_Assignment_
Look through the entries for the string "DownloadIndex", and copy each line that holds it.

_Data extracts_
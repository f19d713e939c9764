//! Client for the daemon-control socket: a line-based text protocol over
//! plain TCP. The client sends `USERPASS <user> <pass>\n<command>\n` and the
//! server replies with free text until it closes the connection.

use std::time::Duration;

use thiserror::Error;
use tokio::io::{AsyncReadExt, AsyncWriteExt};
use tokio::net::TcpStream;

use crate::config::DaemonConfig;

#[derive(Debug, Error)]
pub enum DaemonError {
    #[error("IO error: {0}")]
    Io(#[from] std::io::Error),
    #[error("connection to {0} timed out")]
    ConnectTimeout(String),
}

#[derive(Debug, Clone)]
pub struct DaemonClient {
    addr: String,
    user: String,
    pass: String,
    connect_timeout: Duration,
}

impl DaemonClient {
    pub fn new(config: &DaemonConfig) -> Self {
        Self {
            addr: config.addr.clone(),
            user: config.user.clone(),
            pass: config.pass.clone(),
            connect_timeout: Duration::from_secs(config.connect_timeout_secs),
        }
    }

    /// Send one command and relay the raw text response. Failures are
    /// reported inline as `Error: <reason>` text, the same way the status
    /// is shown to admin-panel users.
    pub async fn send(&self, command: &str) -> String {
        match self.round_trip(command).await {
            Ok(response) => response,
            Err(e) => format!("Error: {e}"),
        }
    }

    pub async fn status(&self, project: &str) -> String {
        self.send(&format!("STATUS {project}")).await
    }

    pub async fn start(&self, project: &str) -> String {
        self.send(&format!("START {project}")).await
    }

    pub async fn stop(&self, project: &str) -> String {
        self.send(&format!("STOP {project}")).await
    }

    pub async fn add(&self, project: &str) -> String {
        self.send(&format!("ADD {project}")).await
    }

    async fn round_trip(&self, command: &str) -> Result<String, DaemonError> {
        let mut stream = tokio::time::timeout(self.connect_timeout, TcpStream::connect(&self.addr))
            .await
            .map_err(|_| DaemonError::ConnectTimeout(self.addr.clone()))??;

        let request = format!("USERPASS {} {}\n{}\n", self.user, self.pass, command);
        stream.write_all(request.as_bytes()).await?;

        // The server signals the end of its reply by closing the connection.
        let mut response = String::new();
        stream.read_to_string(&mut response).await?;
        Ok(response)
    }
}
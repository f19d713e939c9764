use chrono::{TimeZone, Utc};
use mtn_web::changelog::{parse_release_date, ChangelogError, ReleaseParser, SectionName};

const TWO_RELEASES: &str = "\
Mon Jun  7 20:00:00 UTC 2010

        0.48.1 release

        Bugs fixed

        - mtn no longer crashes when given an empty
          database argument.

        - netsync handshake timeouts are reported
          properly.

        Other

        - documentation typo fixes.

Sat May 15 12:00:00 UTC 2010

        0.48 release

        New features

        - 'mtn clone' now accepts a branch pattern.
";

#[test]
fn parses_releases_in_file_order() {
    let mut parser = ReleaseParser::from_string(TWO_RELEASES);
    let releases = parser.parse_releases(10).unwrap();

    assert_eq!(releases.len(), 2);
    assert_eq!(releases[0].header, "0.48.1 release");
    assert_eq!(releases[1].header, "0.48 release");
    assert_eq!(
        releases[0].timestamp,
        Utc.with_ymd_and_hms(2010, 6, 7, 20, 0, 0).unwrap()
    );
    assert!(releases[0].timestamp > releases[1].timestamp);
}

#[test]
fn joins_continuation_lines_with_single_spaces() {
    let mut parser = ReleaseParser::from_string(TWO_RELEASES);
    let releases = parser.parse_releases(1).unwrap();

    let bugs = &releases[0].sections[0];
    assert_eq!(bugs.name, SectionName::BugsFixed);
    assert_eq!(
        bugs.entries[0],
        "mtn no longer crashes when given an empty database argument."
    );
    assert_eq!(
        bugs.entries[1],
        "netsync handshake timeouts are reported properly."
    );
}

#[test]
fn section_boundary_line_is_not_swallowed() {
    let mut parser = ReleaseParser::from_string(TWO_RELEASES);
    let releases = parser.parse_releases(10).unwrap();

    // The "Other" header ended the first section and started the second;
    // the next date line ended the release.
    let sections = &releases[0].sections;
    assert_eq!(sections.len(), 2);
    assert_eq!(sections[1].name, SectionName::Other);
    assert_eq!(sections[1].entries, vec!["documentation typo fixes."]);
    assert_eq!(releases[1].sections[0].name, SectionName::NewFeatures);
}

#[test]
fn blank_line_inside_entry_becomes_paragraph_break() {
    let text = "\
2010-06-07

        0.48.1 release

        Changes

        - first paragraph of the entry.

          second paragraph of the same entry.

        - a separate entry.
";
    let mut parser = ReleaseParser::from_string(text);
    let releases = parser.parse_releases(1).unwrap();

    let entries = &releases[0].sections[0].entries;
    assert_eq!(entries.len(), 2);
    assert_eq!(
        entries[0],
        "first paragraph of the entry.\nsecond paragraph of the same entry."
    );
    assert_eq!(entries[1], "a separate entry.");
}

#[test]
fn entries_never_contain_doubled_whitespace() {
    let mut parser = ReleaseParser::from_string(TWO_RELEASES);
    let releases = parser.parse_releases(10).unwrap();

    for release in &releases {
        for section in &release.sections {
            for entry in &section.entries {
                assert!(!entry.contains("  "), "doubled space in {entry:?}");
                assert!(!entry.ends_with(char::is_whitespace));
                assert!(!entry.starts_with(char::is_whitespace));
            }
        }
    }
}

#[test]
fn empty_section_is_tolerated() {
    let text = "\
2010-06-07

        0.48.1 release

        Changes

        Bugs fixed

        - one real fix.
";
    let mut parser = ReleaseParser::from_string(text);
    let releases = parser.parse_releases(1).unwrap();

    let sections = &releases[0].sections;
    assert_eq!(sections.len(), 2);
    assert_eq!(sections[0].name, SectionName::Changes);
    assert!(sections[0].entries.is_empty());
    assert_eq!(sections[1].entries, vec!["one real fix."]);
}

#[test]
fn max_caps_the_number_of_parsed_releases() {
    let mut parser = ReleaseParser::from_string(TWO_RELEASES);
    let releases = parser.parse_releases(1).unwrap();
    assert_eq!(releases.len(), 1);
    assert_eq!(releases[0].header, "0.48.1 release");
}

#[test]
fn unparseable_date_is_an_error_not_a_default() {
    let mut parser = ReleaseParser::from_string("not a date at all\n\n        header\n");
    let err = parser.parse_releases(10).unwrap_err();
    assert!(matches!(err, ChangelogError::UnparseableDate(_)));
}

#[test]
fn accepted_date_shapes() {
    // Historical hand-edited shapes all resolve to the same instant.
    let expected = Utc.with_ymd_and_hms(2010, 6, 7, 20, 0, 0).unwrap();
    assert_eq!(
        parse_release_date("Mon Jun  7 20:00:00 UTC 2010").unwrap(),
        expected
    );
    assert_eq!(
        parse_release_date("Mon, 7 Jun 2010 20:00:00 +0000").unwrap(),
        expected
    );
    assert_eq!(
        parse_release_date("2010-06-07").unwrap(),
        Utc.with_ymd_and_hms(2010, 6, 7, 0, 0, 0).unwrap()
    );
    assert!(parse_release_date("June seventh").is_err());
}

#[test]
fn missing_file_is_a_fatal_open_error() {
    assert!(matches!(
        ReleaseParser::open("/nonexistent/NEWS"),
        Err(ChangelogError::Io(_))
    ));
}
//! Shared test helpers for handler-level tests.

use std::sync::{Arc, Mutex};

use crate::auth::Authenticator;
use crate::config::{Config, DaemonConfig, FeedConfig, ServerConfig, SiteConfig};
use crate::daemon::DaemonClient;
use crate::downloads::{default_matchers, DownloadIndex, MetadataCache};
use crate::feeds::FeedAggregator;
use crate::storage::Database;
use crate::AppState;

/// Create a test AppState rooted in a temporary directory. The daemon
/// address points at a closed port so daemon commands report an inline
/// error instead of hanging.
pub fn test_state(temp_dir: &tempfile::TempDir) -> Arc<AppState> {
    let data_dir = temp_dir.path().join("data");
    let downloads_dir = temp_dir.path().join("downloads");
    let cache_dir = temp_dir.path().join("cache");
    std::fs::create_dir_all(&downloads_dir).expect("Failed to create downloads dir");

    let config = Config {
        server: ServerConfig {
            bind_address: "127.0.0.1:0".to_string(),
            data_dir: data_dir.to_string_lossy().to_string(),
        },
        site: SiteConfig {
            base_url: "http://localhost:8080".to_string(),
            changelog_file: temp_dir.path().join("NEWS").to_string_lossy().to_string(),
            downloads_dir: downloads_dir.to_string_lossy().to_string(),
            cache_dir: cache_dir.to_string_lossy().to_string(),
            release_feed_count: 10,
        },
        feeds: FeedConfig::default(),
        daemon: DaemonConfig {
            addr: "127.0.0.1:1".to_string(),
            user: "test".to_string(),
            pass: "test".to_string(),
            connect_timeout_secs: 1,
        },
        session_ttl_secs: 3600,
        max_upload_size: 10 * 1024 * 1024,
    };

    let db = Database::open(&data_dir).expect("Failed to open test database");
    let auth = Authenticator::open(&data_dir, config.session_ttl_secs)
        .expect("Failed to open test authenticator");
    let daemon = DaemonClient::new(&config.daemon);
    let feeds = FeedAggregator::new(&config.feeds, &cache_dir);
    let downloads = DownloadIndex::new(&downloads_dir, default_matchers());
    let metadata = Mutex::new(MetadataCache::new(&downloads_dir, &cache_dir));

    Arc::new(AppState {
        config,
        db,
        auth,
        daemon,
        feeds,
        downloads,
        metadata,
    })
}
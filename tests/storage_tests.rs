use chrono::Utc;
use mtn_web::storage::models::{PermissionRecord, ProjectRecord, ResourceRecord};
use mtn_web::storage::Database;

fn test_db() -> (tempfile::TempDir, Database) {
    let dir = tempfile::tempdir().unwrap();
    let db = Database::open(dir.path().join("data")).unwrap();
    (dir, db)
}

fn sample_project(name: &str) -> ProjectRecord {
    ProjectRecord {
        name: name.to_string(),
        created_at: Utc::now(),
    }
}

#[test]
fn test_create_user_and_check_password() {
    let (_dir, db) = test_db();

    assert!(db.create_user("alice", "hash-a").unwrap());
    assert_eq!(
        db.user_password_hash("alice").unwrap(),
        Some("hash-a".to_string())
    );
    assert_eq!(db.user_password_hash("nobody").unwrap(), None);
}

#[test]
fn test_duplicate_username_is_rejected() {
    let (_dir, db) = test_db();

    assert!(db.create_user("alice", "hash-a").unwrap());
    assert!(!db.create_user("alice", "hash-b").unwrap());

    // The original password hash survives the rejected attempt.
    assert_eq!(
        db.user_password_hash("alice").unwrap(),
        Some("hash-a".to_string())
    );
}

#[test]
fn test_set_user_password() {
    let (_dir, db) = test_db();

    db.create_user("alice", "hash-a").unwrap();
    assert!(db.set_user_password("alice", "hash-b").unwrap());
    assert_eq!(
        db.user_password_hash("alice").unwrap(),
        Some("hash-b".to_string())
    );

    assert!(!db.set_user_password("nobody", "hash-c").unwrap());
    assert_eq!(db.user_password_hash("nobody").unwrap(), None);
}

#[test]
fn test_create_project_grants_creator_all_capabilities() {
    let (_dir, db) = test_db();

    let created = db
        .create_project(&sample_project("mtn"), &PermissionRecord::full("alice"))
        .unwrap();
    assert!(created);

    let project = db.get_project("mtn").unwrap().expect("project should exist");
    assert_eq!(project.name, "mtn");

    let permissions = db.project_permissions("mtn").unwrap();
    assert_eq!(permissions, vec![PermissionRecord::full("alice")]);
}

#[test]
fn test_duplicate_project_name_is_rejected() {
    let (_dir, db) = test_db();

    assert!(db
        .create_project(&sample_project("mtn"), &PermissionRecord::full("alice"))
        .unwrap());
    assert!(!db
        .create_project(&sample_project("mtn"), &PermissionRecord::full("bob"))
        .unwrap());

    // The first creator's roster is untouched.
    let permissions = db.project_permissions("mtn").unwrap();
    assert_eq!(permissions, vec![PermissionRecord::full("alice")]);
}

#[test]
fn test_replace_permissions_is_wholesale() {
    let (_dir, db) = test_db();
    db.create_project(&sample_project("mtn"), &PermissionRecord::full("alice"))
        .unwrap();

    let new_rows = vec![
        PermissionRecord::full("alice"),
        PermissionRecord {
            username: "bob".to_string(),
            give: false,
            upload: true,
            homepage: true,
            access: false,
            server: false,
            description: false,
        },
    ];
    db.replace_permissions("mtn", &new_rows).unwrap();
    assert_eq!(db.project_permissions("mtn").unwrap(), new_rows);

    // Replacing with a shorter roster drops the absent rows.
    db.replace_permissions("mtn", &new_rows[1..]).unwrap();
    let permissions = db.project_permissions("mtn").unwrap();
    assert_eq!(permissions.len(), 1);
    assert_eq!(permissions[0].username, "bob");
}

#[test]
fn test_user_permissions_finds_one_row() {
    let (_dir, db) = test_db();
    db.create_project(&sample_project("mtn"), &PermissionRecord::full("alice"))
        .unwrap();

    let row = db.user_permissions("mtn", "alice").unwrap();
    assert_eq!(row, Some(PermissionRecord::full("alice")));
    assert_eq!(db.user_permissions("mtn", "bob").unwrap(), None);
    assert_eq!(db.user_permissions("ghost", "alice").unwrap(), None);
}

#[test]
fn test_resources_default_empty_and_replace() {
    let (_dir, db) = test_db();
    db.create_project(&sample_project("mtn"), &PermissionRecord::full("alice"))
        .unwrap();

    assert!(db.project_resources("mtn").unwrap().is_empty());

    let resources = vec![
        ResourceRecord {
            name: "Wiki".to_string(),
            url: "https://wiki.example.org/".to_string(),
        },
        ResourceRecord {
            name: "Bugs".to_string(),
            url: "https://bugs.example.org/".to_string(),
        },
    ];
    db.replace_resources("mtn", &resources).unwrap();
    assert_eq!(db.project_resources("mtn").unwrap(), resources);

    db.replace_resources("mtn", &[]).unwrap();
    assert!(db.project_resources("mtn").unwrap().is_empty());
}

_Response box_
use crate::downloads::{default_matchers, DownloadIndex, MetadataCache};
    let downloads = DownloadIndex::new(&downloads_dir, default_matchers());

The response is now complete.